The velodrome show was okay.  Bought a few items like pedals, cranks/chain rings, gear/brake  cable housing, etc. for my "modern bikes".  Did see an empty (no horn) and dented tank (like the kind found on Phantoms) with some rust  for $200 that made me think my original paint B-6 undented working horn tank must be worth at least $600.   Don't know if it sold.

I thought the Velo show had a lot of empty spaces compared with previous fair weather shows and the $8 admission plus waiting in line to get tickets and then again to get into the show left me disappointed.  The one thing I do like about this event is that most vendors price their wares, you don't need to hold things up in the air and ask how much, especially helpful when you see 3 or 4 items at a table that interest you so I opened my wallet a number of times.  

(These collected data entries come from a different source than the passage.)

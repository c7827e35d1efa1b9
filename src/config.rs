//! Configuration System
//!
//! Handles loading configuration from files and environment variables.
//! Supports TOML config files and environment variable overrides.

use serde::Deserialize;
use std::path::{Path, PathBuf};

/// Main configuration structure
#[derive(Debug, Clone, Default, Deserialize)]
pub struct Config {
    #[serde(default)]
    pub session: SessionConfig,

    #[serde(default)]
    pub logging: LoggingConfig,
}

/// Real-time session configuration
#[derive(Debug, Clone, PartialEq, Eq, Deserialize)]
pub struct SessionConfig {
    /// WebSocket URI of the server
    #[serde(default = "default_endpoint")]
    pub endpoint: String,

    /// Initial backoff unit
    #[serde(default = "default_base_delay")]
    pub base_delay_ms: u64,

    /// Hard ceiling on the computed backoff
    #[serde(default = "default_max_delay")]
    pub max_delay_ms: u64,

    /// Retries before giving up
    #[serde(default = "default_max_attempts")]
    pub max_attempts: u32,

    /// Keep-alive period while connected
    #[serde(default = "default_heartbeat_interval")]
    pub heartbeat_interval_ms: u64,
}

fn default_endpoint() -> String {
    "ws://localhost:8080/ws".to_string()
}

fn default_base_delay() -> u64 {
    1000
}

fn default_max_delay() -> u64 {
    30000
}

fn default_max_attempts() -> u32 {
    5
}

fn default_heartbeat_interval() -> u64 {
    30000
}

impl Default for SessionConfig {
    fn default() -> Self {
        Self {
            endpoint: default_endpoint(),
            base_delay_ms: default_base_delay(),
            max_delay_ms: default_max_delay(),
            max_attempts: default_max_attempts(),
            heartbeat_interval_ms: default_heartbeat_interval(),
        }
    }
}

impl SessionConfig {
    /// Session config for `endpoint` with default timings
    pub fn new(endpoint: impl Into<String>) -> Self {
        Self {
            endpoint: endpoint.into(),
            ..Self::default()
        }
    }

    /// Check the values the connection manager relies on
    pub fn validate(&self) -> Result<(), ConfigError> {
        let url = url::Url::parse(&self.endpoint).map_err(|e| ConfigError::Invalid {
            field: "endpoint",
            reason: format!("{} ({})", e, self.endpoint),
        })?;
        if !matches!(url.scheme(), "ws" | "wss") {
            return Err(ConfigError::Invalid {
                field: "endpoint",
                reason: format!("scheme must be ws or wss, got {}", url.scheme()),
            });
        }
        if self.base_delay_ms == 0 {
            return Err(ConfigError::Invalid {
                field: "base_delay_ms",
                reason: "must be greater than 0".to_string(),
            });
        }
        if self.max_delay_ms < self.base_delay_ms {
            return Err(ConfigError::Invalid {
                field: "max_delay_ms",
                reason: format!("must be at least base_delay_ms ({})", self.base_delay_ms),
            });
        }
        if self.heartbeat_interval_ms == 0 {
            return Err(ConfigError::Invalid {
                field: "heartbeat_interval_ms",
                reason: "must be greater than 0".to_string(),
            });
        }
        Ok(())
    }
}

/// Logging configuration
#[derive(Debug, Clone, Deserialize)]
pub struct LoggingConfig {
    #[serde(default = "default_log_level")]
    pub level: String,

    #[serde(default = "default_log_format")]
    pub format: String,
}

fn default_log_level() -> String {
    "info".to_string()
}

fn default_log_format() -> String {
    "pretty".to_string()
}

impl Default for LoggingConfig {
    fn default() -> Self {
        Self {
            level: default_log_level(),
            format: default_log_format(),
        }
    }
}

impl Config {
    /// Load configuration from a file
    pub fn load(path: &Path) -> Result<Self, ConfigError> {
        let content = std::fs::read_to_string(path).map_err(|e| ConfigError::Io {
            path: path.to_path_buf(),
            error: e.to_string(),
        })?;

        Self::parse(&content).map_err(|e| match e {
            ConfigError::Parse { error, .. } => ConfigError::Parse {
                path: path.to_path_buf(),
                error,
            },
            other => other,
        })
    }

    /// Parse configuration from TOML text
    pub fn parse(content: &str) -> Result<Self, ConfigError> {
        toml::from_str(content).map_err(|e| ConfigError::Parse {
            path: PathBuf::new(),
            error: e.to_string(),
        })
    }

    /// Load configuration from environment variables only
    pub fn from_env() -> Self {
        let mut config = Config::default();
        config.apply_env_overrides();
        config
    }

    /// Load configuration with environment variable overrides
    pub fn load_with_env(path: &Path) -> Result<Self, ConfigError> {
        let mut config = Self::load(path)?;
        config.apply_env_overrides();
        Ok(config)
    }

    /// Load from default locations or environment
    pub fn load_default() -> Self {
        // Try default config locations
        let config_paths = [
            dirs::config_dir().map(|p| p.join("agrolink").join("config.toml")),
            Some(PathBuf::from("/etc/agrolink/config.toml")),
            Some(PathBuf::from("./agrolink.toml")),
        ];

        for path_opt in config_paths.iter().flatten() {
            if path_opt.exists() {
                match Self::load_with_env(path_opt) {
                    Ok(config) => {
                        tracing::info!("Loaded config from {:?}", path_opt);
                        return config;
                    }
                    Err(e) => {
                        tracing::warn!("Failed to load config from {:?}: {}", path_opt, e);
                    }
                }
            }
        }

        // Fall back to environment-only config
        tracing::info!("Using default config with environment overrides");
        Self::from_env()
    }

    /// Apply environment variable overrides to an existing config
    fn apply_env_overrides(&mut self) {
        self.apply_overrides(|key| std::env::var(key).ok());
    }

    /// Apply overrides from any key lookup; unparseable numbers are ignored
    fn apply_overrides(&mut self, lookup: impl Fn(&str) -> Option<String>) {
        // Session overrides
        if let Some(endpoint) = lookup("AGROLINK_ENDPOINT") {
            self.session.endpoint = endpoint;
        }
        if let Some(v) = lookup("AGROLINK_BASE_DELAY_MS").and_then(|v| v.parse().ok()) {
            self.session.base_delay_ms = v;
        }
        if let Some(v) = lookup("AGROLINK_MAX_DELAY_MS").and_then(|v| v.parse().ok()) {
            self.session.max_delay_ms = v;
        }
        if let Some(v) = lookup("AGROLINK_MAX_ATTEMPTS").and_then(|v| v.parse().ok()) {
            self.session.max_attempts = v;
        }
        if let Some(v) = lookup("AGROLINK_HEARTBEAT_INTERVAL_MS").and_then(|v| v.parse().ok()) {
            self.session.heartbeat_interval_ms = v;
        }

        // Logging overrides
        if let Some(level) = lookup("AGROLINK_LOG_LEVEL") {
            self.logging.level = level;
        }
        if let Some(format) = lookup("AGROLINK_LOG_FORMAT") {
            self.logging.format = format;
        }
    }
}

/// Configuration errors
#[derive(Debug, thiserror::Error)]
pub enum ConfigError {
    #[error("Failed to read config file {path:?}: {error}")]
    Io { path: PathBuf, error: String },

    #[error("Failed to parse config file {path:?}: {error}")]
    Parse { path: PathBuf, error: String },

    #[error("Invalid value for {field}: {reason}")]
    Invalid { field: &'static str, reason: String },
}

/// Generate a default config file content
pub fn generate_default_config() -> String {
    r#"# Agrolink Configuration
#
# Environment variables override these settings:
# - AGROLINK_ENDPOINT
# - AGROLINK_BASE_DELAY_MS
# - AGROLINK_MAX_DELAY_MS
# - AGROLINK_MAX_ATTEMPTS
# - AGROLINK_HEARTBEAT_INTERVAL_MS
# - AGROLINK_LOG_LEVEL
# - AGROLINK_LOG_FORMAT

[session]
# WebSocket URI of the real-time server
endpoint = "ws://localhost:8080/ws"

# First reconnect delay; doubles on every retry (ms)
base_delay_ms = 1000

# Ceiling on the reconnect delay (ms)
max_delay_ms = 30000

# Retries before the connection gives up (0 = never retry)
max_attempts = 5

# Keep-alive period while connected (ms)
heartbeat_interval_ms = 30000

[logging]
# Log level: trace, debug, info, warn, error
level = "info"

# Log format: pretty (for development) or json (for production)
format = "pretty"
"#
    .to_string()
}
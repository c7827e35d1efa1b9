//! Subscription Registry
//!
//! Maps a message type to the callbacks interested in it, plus the reserved
//! [`WILDCARD`] key that sees every message. Registrations are identified by
//! token, not by callback identity: registering the same closure twice gives
//! two entries, each removed only through its own [`Subscription`] handle.
//!
//! Exact-type subscribers receive `envelope.data`. Wildcard subscribers
//! receive the whole envelope.

use std::collections::HashMap;
use std::panic::{self, AssertUnwindSafe};
use std::sync::atomic::{AtomicBool, AtomicU64, Ordering};
use std::sync::{Arc, Mutex, MutexGuard, PoisonError, Weak};

use serde_json::Value;

use super::envelope::{Envelope, WILDCARD};

/// A registered callback, always invoked with the full envelope
type Callback = Arc<dyn Fn(&Envelope) + Send + Sync>;

struct Entry {
    id: u64,
    active: Arc<AtomicBool>,
    callback: Callback,
}

#[derive(Default)]
struct RegistryInner {
    next_id: AtomicU64,
    entries: Mutex<HashMap<String, Vec<Entry>>>,
}

impl RegistryInner {
    fn entries(&self) -> MutexGuard<'_, HashMap<String, Vec<Entry>>> {
        // The lock is never held across a callback, so poisoning can only
        // come from an allocation panic; the map itself is still consistent.
        self.entries.lock().unwrap_or_else(PoisonError::into_inner)
    }

    fn remove(&self, key: &str, id: u64) {
        let mut entries = self.entries();
        if let Some(list) = entries.get_mut(key) {
            list.retain(|entry| entry.id != id);
            // Clean up empty type entries
            if list.is_empty() {
                entries.remove(key);
            }
        }
    }
}

/// Shared registry of message-type subscriptions
///
/// Cheap to clone; all clones see the same registrations.
#[derive(Clone, Default)]
pub struct SubscriptionRegistry {
    inner: Arc<RegistryInner>,
}

/// Outcome of dispatching one envelope
#[derive(Debug, Clone, Copy, Default, PartialEq, Eq)]
pub struct DispatchReport {
    /// Callbacks that ran to completion
    pub delivered: usize,
    /// Callbacks that panicked
    pub panicked: usize,
}

impl SubscriptionRegistry {
    pub fn new() -> Self {
        Self::default()
    }

    /// Register `callback` for `msg_type`.
    ///
    /// For an exact type the callback receives the envelope's `data`. For
    /// [`WILDCARD`] it receives the envelope itself as a JSON object with
    /// `type`, `data` and `receivedAt`.
    pub fn subscribe<F>(&self, msg_type: &str, callback: F) -> Subscription
    where
        F: Fn(&Value) + Send + Sync + 'static,
    {
        let callback: Callback = if msg_type == WILDCARD {
            Arc::new(move |envelope: &Envelope| callback(&envelope.to_value()))
        } else {
            Arc::new(move |envelope: &Envelope| callback(&envelope.data))
        };
        self.register(msg_type, callback)
    }

    /// Register a wildcard callback that receives the typed envelope
    pub fn subscribe_all<F>(&self, callback: F) -> Subscription
    where
        F: Fn(&Envelope) + Send + Sync + 'static,
    {
        self.register(WILDCARD, Arc::new(callback))
    }

    fn register(&self, msg_type: &str, callback: Callback) -> Subscription {
        let active = Arc::new(AtomicBool::new(true));

        if msg_type.is_empty() {
            tracing::warn!("Ignoring subscription with an empty message type");
            active.store(false, Ordering::SeqCst);
            return Subscription {
                msg_type: String::new(),
                id: 0,
                active,
                registry: Weak::new(),
            };
        }

        let id = self.inner.next_id.fetch_add(1, Ordering::Relaxed);
        self.inner
            .entries()
            .entry(msg_type.to_string())
            .or_default()
            .push(Entry {
                id,
                active: Arc::clone(&active),
                callback,
            });

        tracing::debug!(msg_type = %msg_type, subscription_id = id, "Subscribed");

        Subscription {
            msg_type: msg_type.to_string(),
            id,
            active,
            registry: Arc::downgrade(&self.inner),
        }
    }

    /// Invoke every live callback for the envelope's type, then every live
    /// wildcard callback.
    ///
    /// A panicking callback is logged and skipped; the rest still run.
    pub fn dispatch(&self, envelope: &Envelope) -> DispatchReport {
        let targets: Vec<(Arc<AtomicBool>, Callback)> = {
            let entries = self.inner.entries();
            let exact = if envelope.msg_type == WILDCARD {
                None
            } else {
                entries.get(&envelope.msg_type)
            };
            exact
                .into_iter()
                .chain(entries.get(WILDCARD))
                .flatten()
                .map(|entry| (Arc::clone(&entry.active), Arc::clone(&entry.callback)))
                .collect()
        };

        let mut report = DispatchReport::default();
        for (active, callback) in targets {
            // Unsubscribed after the snapshot was taken
            if !active.load(Ordering::SeqCst) {
                continue;
            }

            match panic::catch_unwind(AssertUnwindSafe(|| callback(envelope))) {
                Ok(()) => report.delivered += 1,
                Err(payload) => {
                    report.panicked += 1;
                    tracing::error!(
                        msg_type = %envelope.msg_type,
                        panic = %panic_message(payload.as_ref()),
                        "Subscriber callback panicked"
                    );
                }
            }
        }

        if report.delivered + report.panicked > 0 {
            tracing::trace!(
                msg_type = %envelope.msg_type,
                subscribers = report.delivered + report.panicked,
                "Dispatched message"
            );
        }

        report
    }

    /// Number of live registrations under `msg_type`
    pub fn subscriber_count(&self, msg_type: &str) -> usize {
        self.inner
            .entries()
            .get(msg_type)
            .map(|list| list.len())
            .unwrap_or(0)
    }

    /// Number of distinct keys with at least one registration
    pub fn type_count(&self) -> usize {
        self.inner.entries().len()
    }

    /// Drop every registration. Outstanding handles become no-ops.
    pub fn clear(&self) {
        let drained: Vec<Entry> = self.inner.entries().drain().flat_map(|(_, v)| v).collect();
        for entry in drained {
            entry.active.store(false, Ordering::SeqCst);
        }
    }
}

fn panic_message(payload: &(dyn std::any::Any + Send)) -> String {
    if let Some(s) = payload.downcast_ref::<&str>() {
        s.to_string()
    } else if let Some(s) = payload.downcast_ref::<String>() {
        s.clone()
    } else {
        "non-string panic payload".to_string()
    }
}

/// Handle to one registration
///
/// Dropping the handle does not unsubscribe; call [`Subscription::unsubscribe`].
#[must_use = "the subscription can only be removed through this handle"]
pub struct Subscription {
    msg_type: String,
    id: u64,
    active: Arc<AtomicBool>,
    registry: Weak<RegistryInner>,
}

impl Subscription {
    /// Remove the registration. Calling it again is a no-op.
    ///
    /// Once this returns, no dispatch that reaches the callback afterwards
    /// invokes it, including one already in progress on the same task. An
    /// invocation running concurrently on another thread may still finish.
    pub fn unsubscribe(&self) {
        if !self.active.swap(false, Ordering::SeqCst) {
            return;
        }
        if let Some(inner) = self.registry.upgrade() {
            inner.remove(&self.msg_type, self.id);
            tracing::debug!(msg_type = %self.msg_type, subscription_id = self.id, "Unsubscribed");
        }
    }

    pub fn is_active(&self) -> bool {
        self.active.load(Ordering::SeqCst)
    }

    pub fn msg_type(&self) -> &str {
        &self.msg_type
    }
}

impl std::fmt::Debug for Subscription {
    fn fmt(&self, f: &mut std::fmt::Formatter<'_>) -> std::fmt::Result {
        f.debug_struct("Subscription")
            .field("msg_type", &self.msg_type)
            .field("id", &self.id)
            .field("active", &self.is_active())
            .finish()
    }
}
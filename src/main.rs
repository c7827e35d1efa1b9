//! Agrolink CLI
//!
//! Command-line access to the real-time session:
//! - Listen to live messages
//! - Send a single message
//! - Generate a default config file

use agrolink::{
    generate_default_config, Config, ConnectionState, LoggingConfig, Session, Subscription,
    WILDCARD,
};
use anyhow::{bail, Context};
use clap::{Parser, Subcommand};
use serde_json::{json, Value};
use std::path::PathBuf;
use std::time::Duration;
use tracing_subscriber::{layer::SubscriberExt, util::SubscriberInitExt};

#[derive(Parser)]
#[command(name = "agrolink")]
#[command(version = env!("CARGO_PKG_VERSION"))]
#[command(about = "Real-time session client for the traceability suite")]
pub struct Cli {
    #[command(subcommand)]
    pub command: Commands,

    /// Config file (default: search standard locations)
    #[arg(short, long, global = true)]
    pub config: Option<PathBuf>,

    /// Server endpoint, overrides the config file
    #[arg(short, long, global = true)]
    pub endpoint: Option<String>,
}

#[derive(Subcommand)]
pub enum Commands {
    /// Print live messages as JSON lines
    Listen {
        /// Message types to follow (default: all)
        #[arg(short = 't', long = "type")]
        types: Vec<String>,
    },

    /// Send one message and exit
    Send {
        /// Message type
        msg_type: String,
        /// JSON payload (plain text is sent as a string)
        data: Option<String>,
        /// Seconds to wait for the connection to open
        #[arg(long, default_value = "10")]
        wait_secs: u64,
    },

    /// Generate default config file
    Config {
        /// Output path (default: stdout)
        #[arg(short, long)]
        output: Option<PathBuf>,
    },
}

#[tokio::main]
async fn main() -> anyhow::Result<()> {
    let cli = Cli::parse();

    if let Commands::Config { output } = &cli.command {
        let content = generate_default_config();
        match output {
            Some(path) => {
                std::fs::write(path, content)
                    .with_context(|| format!("Failed to write {:?}", path))?;
                eprintln!("Config written to {:?}", path);
            }
            None => print!("{}", content),
        }
        return Ok(());
    }

    let mut config = match &cli.config {
        Some(path) => Config::load_with_env(path)?,
        None => Config::load_default(),
    };
    if let Some(endpoint) = cli.endpoint {
        config.session.endpoint = endpoint;
    }

    init_logging(&config.logging);
    tracing::info!("Agrolink v{}", env!("CARGO_PKG_VERSION"));

    let session = Session::start(&config.session)?;

    let result = match cli.command {
        Commands::Listen { types } => listen(&session, types).await,
        Commands::Send {
            msg_type,
            data,
            wait_secs,
        } => send(&session, &msg_type, data, Duration::from_secs(wait_secs)).await,
        Commands::Config { .. } => Ok(()),
    };

    tracing::info!("{}", session.stats());
    session.shutdown().await;
    result
}

/// Logs go to stderr; stdout carries message output
fn init_logging(config: &LoggingConfig) {
    let filter = tracing_subscriber::EnvFilter::try_from_default_env()
        .unwrap_or_else(|_| format!("agrolink={}", config.level).into());
    let registry = tracing_subscriber::registry().with(filter);

    if config.format == "json" {
        registry
            .with(tracing_subscriber::fmt::layer().json().with_writer(std::io::stderr))
            .init();
    } else {
        registry
            .with(tracing_subscriber::fmt::layer().with_writer(std::io::stderr))
            .init();
    }
}

async fn listen(session: &Session, types: Vec<String>) -> anyhow::Result<()> {
    let subscriptions: Vec<Subscription> = if types.is_empty() {
        vec![session.subscribe(WILDCARD, |envelope| println!("{}", envelope))]
    } else {
        types
            .into_iter()
            .map(|msg_type| {
                let label = msg_type.clone();
                session.subscribe(&msg_type, move |data| {
                    println!("{}", json!({ "type": label, "data": data }));
                })
            })
            .collect()
    };

    session.connect();

    let mut states = session.watch_state();
    let ctrl_c = tokio::signal::ctrl_c();
    tokio::pin!(ctrl_c);

    let outcome = loop {
        tokio::select! {
            _ = &mut ctrl_c => {
                tracing::info!("Interrupted, shutting down");
                break Ok(());
            }
            changed = states.changed() => {
                if changed.is_err() {
                    break Ok(());
                }
                let state = *states.borrow_and_update();
                tracing::info!(state = %state, "Connection state changed");
                if state == ConnectionState::Failed {
                    break Err(anyhow::anyhow!(
                        "Gave up connecting to {}",
                        session.endpoint()
                    ));
                }
            }
        }
    };

    for subscription in subscriptions {
        subscription.unsubscribe();
    }
    outcome
}

async fn send(
    session: &Session,
    msg_type: &str,
    data: Option<String>,
    wait: Duration,
) -> anyhow::Result<()> {
    let data = match data {
        Some(raw) => serde_json::from_str::<Value>(&raw).unwrap_or(Value::String(raw)),
        None => Value::Null,
    };

    session.connect();
    if !session.wait_connected(wait).await {
        bail!(
            "Could not connect to {} within {:?} (state: {})",
            session.endpoint(),
            wait,
            session.state()
        );
    }

    session.send_message(msg_type, data)?;
    // Close waits for the frame to be flushed
    session.close().await;
    tracing::info!(msg_type = %msg_type, "Message sent");
    Ok(())
}
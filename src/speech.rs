//! Text handed to the speech-output collaborator.
//!
//! Every sentence the assistant says is built here so the pipeline, the
//! booking path, and the CLI stay worded identically.

use chrono::NaiveDate;

use crate::catalog::FlightRecord;

/// Render an ISO date the way it is spoken, e.g. `Fri, 5 Dec 2025`.
///
/// Strings that are not a real calendar date are returned unchanged.
pub fn pretty_date(iso: &str) -> String {
    match NaiveDate::parse_from_str(iso, "%Y-%m-%d") {
        Ok(date) => date.format("%a, %-d %b %Y").to_string(),
        Err(_) => iso.to_owned(),
    }
}

/// Ask the user to restate the travel date.
pub fn clarification_prompt(destination: &str) -> String {
    format!(
        "I heard you want to go to {destination}. What day should I check? \
         You can say \u{201c}next Friday\u{201d} or a date."
    )
}

/// Describe one flight as a spoken option.
pub fn describe_option(flight: &FlightRecord) -> String {
    format!(
        "{} {} at {}, price \u{20b9}{}",
        flight.airline, flight.flight_number, flight.depart_time, flight.price_inr
    )
}

/// Confirm the search and read out up to `max_options` of the cheapest flights.
pub fn results_summary(
    origin: &str,
    destination: &str,
    date: &str,
    flights: &[FlightRecord],
    max_options: usize,
) -> String {
    let options = flights
        .iter()
        .take(max_options)
        .map(describe_option)
        .collect::<Vec<String>>()
        .join("; ");
    let noun = if flights.len() == 1 { "option" } else { "options" };

    let mut summary = format!(
        "Searching flights from {origin} to {destination} on {}. I found {} {noun}.",
        pretty_date(date),
        flights.len()
    );
    if !options.is_empty() {
        summary.push_str(&format!(" For example: {options}."));
    }
    summary.push_str(" Say \u{201c}book the first one\u{201d} or pick a flight.");
    summary
}

/// Confirmation read out once a flight is booked.
pub fn booking_message(flight: &FlightRecord) -> String {
    format!(
        "Booking confirmed: {} {} from {} to {} on {}. Total \u{20b9}{}.",
        flight.airline,
        flight.flight_number,
        flight.origin,
        flight.destination,
        pretty_date(&flight.date),
        flight.price_inr
    )
}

Was a long and tiring day with not much to show for it so decided not to return on Sunday.   Hope the firehouse show continues to rebound and enjoy nice weather.


----------



## jd56 (Oct 1, 2017)

what was the price on the rear steer?




Sent from my SM-G955U using Tapatalk


----------



## Kstone (Oct 1, 2017)

Glenn Rhein said:


> Anyone here own or know who owns that girls silver king? Did it sell ?
> How much ?



Still here this morning. Here's the guys number


----------



## Rusty Klunker (Oct 1, 2017)

morton said:


> I thought the Velo show had a lot of empty spaces compared with previous fair weather shows and the $8 admission plus waiting in line to get tickets and then again to get into the show left me disappointed.
> 
> Was a long and tiring day with not much to show for it so decided not to return on Sunday.   Hope the firehouse show continues to rebound and enjoy nice weather.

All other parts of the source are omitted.